Goal of the exercise >> Whenever a line in the entries below contains the string "MockMediaEngine", copy that line.

= = = = =

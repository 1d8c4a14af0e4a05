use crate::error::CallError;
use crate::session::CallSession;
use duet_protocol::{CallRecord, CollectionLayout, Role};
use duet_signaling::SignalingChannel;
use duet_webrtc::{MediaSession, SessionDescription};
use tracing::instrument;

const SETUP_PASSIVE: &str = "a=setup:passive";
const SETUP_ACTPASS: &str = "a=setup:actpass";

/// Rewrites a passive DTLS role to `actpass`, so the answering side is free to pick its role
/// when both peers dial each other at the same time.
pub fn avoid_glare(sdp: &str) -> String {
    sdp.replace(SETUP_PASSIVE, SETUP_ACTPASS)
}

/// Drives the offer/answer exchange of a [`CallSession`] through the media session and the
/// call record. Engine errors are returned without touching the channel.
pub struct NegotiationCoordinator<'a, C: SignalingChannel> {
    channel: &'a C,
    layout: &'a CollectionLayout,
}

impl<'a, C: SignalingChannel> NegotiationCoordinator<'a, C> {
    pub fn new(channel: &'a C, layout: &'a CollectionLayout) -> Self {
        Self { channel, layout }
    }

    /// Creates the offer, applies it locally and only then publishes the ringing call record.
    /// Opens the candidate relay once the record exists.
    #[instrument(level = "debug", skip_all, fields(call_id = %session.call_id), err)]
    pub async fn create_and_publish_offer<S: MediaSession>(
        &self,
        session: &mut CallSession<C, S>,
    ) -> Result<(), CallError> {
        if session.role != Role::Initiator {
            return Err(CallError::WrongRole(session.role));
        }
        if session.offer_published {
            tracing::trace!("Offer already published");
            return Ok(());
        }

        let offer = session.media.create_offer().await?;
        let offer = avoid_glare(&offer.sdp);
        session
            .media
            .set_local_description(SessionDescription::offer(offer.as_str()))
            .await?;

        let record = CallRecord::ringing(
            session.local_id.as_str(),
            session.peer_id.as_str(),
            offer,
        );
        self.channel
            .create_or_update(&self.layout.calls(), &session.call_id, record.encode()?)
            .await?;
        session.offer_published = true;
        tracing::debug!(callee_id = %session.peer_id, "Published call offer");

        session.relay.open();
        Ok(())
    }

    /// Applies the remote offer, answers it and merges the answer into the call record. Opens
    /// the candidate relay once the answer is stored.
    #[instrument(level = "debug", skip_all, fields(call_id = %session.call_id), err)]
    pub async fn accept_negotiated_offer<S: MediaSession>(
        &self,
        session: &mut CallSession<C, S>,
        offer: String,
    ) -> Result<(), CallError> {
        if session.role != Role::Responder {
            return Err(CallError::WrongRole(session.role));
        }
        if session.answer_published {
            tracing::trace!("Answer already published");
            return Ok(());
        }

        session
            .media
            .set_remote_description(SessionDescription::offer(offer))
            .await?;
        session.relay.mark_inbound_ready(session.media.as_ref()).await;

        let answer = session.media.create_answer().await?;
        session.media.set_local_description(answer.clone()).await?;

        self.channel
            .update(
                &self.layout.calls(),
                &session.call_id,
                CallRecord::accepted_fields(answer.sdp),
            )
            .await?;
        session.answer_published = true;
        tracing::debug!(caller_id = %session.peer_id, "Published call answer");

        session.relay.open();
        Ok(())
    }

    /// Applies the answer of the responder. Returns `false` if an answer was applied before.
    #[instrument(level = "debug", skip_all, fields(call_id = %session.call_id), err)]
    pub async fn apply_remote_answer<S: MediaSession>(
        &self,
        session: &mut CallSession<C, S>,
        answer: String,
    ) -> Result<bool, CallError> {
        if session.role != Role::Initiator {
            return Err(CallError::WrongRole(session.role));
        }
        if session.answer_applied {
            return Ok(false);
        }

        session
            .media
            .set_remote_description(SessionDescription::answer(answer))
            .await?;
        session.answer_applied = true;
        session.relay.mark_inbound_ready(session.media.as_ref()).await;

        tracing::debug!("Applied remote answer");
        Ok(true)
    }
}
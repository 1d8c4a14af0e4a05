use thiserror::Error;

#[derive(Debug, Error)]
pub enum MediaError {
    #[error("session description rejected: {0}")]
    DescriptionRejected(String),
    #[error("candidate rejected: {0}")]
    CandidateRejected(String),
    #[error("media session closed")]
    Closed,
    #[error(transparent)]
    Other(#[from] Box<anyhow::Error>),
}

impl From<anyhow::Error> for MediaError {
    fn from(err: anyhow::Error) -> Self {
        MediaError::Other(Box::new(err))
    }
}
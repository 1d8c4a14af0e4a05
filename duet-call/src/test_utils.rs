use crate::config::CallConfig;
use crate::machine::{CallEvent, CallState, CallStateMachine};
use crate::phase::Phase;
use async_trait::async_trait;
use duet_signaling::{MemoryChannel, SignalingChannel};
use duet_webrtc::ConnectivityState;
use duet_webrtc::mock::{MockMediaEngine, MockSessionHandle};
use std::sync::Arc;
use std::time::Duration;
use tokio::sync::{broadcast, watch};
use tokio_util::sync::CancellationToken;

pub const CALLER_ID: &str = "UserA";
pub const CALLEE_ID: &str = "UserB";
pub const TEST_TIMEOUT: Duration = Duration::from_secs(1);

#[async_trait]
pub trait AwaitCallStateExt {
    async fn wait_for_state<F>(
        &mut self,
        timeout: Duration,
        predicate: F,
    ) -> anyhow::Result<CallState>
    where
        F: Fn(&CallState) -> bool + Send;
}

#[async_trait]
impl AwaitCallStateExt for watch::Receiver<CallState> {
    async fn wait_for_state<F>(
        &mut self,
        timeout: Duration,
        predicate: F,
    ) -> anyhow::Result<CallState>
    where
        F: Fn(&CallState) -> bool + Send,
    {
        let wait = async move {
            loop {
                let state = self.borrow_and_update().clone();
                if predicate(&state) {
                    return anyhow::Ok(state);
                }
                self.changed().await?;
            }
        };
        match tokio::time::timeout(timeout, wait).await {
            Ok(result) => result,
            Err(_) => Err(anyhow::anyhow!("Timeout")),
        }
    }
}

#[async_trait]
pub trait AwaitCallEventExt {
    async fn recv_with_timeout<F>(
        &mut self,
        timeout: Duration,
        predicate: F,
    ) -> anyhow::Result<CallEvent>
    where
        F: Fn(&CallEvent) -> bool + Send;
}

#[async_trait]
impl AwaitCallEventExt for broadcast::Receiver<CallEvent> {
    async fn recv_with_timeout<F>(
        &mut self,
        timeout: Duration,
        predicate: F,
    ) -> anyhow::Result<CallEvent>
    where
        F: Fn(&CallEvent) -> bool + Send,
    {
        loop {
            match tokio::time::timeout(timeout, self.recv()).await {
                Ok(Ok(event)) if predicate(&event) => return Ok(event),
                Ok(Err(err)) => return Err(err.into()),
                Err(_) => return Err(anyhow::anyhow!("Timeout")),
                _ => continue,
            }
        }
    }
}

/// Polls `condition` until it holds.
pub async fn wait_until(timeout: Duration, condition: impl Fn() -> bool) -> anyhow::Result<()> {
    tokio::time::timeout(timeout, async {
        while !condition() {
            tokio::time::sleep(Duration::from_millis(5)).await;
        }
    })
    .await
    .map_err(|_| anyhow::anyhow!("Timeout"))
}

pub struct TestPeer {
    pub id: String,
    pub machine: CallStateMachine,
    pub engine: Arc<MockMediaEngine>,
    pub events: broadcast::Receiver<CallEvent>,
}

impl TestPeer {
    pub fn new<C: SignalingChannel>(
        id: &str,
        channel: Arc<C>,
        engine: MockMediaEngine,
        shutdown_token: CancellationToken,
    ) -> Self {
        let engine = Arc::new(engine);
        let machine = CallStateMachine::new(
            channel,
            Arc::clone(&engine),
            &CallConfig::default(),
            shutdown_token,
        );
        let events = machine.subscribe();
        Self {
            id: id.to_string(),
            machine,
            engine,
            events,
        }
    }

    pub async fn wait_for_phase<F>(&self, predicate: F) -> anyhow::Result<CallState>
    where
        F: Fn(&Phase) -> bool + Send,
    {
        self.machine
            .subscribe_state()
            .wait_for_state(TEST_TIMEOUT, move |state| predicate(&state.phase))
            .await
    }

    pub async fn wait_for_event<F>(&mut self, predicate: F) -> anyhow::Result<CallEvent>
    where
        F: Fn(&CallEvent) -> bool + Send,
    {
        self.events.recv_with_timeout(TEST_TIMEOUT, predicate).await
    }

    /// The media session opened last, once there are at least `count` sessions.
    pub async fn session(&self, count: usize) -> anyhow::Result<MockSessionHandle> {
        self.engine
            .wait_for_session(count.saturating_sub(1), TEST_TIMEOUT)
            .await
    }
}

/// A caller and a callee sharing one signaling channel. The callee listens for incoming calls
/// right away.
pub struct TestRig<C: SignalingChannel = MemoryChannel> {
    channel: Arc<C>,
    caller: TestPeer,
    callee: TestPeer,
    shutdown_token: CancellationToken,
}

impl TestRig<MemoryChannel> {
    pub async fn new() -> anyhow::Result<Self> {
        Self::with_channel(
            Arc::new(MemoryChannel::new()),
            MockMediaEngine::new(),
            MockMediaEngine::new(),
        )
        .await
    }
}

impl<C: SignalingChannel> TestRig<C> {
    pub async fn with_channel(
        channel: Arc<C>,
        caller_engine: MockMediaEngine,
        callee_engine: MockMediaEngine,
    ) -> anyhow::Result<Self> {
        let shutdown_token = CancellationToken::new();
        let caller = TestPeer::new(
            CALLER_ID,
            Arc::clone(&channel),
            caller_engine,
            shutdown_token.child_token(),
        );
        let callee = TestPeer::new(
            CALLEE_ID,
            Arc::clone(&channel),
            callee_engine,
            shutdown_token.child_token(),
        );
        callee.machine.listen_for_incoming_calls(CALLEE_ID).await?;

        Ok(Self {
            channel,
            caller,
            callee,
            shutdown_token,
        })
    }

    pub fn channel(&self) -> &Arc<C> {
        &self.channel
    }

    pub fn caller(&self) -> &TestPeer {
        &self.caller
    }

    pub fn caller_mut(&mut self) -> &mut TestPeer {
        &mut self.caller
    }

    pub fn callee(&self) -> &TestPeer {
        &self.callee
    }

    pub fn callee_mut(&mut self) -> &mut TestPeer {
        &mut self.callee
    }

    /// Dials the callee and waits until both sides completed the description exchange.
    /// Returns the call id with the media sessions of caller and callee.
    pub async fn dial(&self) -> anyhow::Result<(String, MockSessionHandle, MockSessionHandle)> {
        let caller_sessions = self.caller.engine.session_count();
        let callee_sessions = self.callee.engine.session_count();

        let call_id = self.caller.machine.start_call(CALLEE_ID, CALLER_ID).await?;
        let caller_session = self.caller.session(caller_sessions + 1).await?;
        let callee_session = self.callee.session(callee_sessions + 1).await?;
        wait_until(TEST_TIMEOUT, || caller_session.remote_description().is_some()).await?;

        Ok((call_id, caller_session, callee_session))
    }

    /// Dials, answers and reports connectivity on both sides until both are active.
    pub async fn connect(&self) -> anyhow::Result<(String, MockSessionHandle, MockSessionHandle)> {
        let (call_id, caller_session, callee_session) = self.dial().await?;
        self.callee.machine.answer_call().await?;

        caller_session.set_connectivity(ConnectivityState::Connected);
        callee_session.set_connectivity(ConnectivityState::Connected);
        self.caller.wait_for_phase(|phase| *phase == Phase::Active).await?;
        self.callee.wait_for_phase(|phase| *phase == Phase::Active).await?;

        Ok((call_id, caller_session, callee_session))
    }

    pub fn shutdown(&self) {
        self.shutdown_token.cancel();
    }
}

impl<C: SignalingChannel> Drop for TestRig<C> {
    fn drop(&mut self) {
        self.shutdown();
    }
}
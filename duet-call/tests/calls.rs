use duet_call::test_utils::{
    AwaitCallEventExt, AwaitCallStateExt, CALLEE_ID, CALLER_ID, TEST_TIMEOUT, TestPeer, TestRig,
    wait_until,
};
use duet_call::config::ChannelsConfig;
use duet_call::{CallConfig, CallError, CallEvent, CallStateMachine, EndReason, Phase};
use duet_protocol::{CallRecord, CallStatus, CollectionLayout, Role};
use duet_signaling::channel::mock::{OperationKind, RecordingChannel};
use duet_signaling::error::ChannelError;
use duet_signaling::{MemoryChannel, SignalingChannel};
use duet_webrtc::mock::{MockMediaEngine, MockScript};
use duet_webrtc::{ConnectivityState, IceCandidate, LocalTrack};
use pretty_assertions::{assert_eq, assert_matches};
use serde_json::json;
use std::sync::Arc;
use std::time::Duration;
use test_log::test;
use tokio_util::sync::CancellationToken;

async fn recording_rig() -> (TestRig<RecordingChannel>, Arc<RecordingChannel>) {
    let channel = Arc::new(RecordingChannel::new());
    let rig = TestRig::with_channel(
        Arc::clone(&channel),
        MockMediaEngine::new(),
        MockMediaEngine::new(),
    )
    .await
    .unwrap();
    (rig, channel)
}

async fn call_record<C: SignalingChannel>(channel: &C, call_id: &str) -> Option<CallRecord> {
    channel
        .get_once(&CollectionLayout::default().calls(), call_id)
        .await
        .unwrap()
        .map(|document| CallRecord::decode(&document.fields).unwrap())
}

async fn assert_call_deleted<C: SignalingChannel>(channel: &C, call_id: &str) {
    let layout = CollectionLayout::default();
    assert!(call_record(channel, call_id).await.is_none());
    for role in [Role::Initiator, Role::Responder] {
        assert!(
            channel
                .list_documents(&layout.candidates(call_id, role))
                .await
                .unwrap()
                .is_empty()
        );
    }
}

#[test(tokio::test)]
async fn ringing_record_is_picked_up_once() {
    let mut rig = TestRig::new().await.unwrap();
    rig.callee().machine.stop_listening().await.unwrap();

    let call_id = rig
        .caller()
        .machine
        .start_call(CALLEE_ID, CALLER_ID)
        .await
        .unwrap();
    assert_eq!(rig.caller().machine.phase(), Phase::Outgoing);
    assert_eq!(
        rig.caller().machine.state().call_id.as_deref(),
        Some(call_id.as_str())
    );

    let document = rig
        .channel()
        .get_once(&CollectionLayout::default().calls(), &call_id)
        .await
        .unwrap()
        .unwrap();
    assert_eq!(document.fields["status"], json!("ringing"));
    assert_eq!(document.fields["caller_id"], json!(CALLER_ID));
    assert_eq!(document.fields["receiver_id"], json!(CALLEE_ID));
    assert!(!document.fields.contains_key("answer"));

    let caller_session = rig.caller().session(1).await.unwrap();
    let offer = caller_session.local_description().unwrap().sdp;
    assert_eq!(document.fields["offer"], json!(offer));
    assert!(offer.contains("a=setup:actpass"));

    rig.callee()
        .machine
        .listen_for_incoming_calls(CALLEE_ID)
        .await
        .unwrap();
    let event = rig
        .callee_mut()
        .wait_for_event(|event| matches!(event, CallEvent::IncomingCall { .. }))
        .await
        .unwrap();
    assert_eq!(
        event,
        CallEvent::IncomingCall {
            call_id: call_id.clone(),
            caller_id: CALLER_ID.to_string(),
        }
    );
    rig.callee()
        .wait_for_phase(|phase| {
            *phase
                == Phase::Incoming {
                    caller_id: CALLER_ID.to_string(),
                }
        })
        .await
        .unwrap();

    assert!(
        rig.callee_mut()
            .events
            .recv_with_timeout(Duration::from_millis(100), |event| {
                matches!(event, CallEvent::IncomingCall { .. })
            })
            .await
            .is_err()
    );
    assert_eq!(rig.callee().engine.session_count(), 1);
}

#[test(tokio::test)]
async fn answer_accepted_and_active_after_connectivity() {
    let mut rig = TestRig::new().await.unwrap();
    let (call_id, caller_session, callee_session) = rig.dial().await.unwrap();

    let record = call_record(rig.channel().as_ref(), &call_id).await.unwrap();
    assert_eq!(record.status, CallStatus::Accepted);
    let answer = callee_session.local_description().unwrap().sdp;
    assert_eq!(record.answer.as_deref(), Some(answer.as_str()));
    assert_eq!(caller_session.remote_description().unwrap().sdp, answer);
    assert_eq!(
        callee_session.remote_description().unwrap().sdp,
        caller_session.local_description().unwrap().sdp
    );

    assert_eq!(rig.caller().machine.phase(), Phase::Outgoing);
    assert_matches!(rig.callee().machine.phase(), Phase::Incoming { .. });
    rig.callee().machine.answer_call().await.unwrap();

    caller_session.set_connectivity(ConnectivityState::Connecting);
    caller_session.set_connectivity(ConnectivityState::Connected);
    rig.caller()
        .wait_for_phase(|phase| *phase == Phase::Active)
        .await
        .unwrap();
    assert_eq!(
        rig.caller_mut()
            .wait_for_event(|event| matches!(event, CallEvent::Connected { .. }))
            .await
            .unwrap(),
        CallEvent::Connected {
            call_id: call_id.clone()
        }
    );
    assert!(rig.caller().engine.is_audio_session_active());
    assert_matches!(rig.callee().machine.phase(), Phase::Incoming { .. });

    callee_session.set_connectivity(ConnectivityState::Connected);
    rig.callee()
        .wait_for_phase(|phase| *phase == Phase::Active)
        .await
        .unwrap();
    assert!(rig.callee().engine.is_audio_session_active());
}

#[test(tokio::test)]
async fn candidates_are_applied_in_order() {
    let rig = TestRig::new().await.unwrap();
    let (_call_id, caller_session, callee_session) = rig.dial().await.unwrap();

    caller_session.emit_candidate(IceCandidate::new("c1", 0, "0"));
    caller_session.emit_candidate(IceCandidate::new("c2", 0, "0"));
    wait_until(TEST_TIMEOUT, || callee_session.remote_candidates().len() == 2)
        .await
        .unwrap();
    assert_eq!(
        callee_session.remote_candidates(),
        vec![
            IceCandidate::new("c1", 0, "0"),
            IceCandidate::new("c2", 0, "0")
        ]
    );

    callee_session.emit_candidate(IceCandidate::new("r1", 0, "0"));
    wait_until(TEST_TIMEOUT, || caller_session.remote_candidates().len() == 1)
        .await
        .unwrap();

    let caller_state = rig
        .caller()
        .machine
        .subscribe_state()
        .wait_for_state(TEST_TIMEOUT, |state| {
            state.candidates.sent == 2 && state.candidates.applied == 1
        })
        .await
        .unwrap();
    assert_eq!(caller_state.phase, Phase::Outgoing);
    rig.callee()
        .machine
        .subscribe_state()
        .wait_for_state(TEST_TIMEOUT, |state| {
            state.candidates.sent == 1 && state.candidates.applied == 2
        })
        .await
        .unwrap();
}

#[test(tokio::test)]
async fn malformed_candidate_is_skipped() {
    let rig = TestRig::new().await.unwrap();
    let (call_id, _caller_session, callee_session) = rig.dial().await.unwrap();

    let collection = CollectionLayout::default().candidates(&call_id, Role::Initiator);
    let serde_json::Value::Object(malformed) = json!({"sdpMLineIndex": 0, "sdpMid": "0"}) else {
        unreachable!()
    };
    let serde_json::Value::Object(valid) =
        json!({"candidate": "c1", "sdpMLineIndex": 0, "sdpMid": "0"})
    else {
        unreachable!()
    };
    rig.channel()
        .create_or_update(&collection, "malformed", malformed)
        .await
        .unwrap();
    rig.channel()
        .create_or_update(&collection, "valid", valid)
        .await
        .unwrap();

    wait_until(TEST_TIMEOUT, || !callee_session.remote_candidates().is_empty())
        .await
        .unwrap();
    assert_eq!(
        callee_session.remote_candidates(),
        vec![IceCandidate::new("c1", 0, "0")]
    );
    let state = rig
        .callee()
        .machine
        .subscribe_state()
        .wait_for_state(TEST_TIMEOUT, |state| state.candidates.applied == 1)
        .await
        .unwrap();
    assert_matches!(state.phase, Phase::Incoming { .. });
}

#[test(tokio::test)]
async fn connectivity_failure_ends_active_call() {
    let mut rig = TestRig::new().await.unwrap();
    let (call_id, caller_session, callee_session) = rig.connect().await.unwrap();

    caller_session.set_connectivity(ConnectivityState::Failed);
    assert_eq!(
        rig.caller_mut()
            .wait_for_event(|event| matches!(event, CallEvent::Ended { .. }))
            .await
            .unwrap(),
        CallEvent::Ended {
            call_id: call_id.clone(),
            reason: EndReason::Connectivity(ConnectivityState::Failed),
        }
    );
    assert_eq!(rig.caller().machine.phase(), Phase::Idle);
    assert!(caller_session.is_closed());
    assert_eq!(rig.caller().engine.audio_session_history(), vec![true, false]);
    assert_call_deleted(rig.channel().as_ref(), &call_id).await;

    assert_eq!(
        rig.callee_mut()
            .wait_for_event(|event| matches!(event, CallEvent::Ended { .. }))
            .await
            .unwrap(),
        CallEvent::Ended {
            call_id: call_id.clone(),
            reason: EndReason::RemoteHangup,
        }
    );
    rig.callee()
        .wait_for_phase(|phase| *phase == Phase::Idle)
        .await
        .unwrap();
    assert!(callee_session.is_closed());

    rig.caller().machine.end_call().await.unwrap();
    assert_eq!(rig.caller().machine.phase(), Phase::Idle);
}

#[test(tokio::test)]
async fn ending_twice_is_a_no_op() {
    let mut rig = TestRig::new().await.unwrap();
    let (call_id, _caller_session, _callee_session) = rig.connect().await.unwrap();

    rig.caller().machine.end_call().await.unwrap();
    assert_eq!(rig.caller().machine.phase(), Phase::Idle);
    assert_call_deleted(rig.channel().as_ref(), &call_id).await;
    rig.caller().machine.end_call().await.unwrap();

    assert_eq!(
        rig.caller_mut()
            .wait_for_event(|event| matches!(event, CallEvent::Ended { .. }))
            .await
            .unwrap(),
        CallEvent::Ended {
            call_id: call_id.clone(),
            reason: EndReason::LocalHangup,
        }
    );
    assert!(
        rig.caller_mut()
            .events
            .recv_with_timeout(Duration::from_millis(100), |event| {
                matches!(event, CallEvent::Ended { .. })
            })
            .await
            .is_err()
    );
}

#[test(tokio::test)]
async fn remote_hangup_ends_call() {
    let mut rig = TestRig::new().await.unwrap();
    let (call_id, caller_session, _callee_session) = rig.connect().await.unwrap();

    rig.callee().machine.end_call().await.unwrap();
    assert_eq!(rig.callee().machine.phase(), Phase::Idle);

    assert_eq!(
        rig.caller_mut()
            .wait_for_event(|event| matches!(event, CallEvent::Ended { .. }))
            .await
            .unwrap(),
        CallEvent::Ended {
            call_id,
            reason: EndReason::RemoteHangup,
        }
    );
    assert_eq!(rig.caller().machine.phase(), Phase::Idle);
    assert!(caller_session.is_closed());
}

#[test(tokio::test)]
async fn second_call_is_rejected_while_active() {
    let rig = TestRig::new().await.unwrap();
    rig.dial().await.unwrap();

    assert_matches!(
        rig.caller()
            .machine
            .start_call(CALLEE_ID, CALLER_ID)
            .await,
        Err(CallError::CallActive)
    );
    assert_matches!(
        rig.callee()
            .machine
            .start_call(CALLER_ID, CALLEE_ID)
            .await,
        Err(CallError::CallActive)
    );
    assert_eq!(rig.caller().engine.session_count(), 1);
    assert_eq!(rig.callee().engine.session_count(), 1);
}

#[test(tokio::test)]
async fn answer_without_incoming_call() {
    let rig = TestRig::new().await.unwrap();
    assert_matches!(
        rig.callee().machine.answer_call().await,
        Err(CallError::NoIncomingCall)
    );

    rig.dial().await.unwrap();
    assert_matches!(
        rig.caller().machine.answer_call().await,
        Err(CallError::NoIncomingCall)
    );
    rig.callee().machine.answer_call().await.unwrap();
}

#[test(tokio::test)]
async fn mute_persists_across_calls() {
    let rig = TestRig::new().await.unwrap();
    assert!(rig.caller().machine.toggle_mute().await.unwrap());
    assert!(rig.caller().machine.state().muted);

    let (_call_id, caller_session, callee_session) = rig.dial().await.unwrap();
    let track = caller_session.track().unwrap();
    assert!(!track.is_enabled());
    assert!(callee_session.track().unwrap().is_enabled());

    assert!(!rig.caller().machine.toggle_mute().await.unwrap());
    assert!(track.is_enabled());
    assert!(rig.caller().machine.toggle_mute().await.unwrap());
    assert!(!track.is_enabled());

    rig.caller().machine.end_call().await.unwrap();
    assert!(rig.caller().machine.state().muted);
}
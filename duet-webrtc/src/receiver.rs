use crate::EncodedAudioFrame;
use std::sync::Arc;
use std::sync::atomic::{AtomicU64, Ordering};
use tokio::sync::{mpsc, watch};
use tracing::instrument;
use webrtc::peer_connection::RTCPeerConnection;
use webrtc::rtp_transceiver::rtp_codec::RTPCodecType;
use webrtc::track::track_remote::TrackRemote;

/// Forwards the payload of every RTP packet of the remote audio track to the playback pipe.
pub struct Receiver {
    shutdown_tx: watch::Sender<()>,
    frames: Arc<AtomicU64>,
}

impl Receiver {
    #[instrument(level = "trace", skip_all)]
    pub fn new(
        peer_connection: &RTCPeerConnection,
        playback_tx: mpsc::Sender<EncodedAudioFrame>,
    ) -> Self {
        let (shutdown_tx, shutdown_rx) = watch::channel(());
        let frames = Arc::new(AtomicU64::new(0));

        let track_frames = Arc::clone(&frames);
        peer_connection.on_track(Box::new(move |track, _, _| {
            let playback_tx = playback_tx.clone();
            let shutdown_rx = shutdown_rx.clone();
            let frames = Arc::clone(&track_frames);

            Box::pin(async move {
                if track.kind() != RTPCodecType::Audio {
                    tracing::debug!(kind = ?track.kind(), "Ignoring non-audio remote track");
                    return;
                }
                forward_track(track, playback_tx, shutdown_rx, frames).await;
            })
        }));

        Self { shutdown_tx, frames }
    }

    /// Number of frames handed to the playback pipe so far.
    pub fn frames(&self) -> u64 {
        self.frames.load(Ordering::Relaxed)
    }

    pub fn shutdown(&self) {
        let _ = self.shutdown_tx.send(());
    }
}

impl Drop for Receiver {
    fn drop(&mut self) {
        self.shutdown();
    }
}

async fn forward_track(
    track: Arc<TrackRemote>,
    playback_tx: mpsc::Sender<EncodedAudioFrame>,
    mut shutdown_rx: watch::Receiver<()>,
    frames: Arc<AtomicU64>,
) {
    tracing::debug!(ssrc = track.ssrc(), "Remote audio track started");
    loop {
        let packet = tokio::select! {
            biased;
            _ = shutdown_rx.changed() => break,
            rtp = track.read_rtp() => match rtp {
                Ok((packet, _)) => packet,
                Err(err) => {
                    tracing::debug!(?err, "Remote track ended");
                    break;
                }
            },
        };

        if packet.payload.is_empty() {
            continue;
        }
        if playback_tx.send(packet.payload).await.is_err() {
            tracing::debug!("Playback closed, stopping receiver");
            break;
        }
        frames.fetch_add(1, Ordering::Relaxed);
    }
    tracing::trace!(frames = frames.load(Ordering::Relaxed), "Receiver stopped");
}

= = = = =

Result of this task >>
use duet_webrtc::mock::{MockMediaEngine, MockSessionHandle};
    pub engine: Arc<MockMediaEngine>,
        engine: MockMediaEngine,
            MockMediaEngine::new(),
            MockMediaEngine::new(),
        caller_engine: MockMediaEngine,
        callee_engine: MockMediaEngine,
use duet_webrtc::mock::{MockMediaEngine, MockScript};
        MockMediaEngine::new(),
        MockMediaEngine::new(),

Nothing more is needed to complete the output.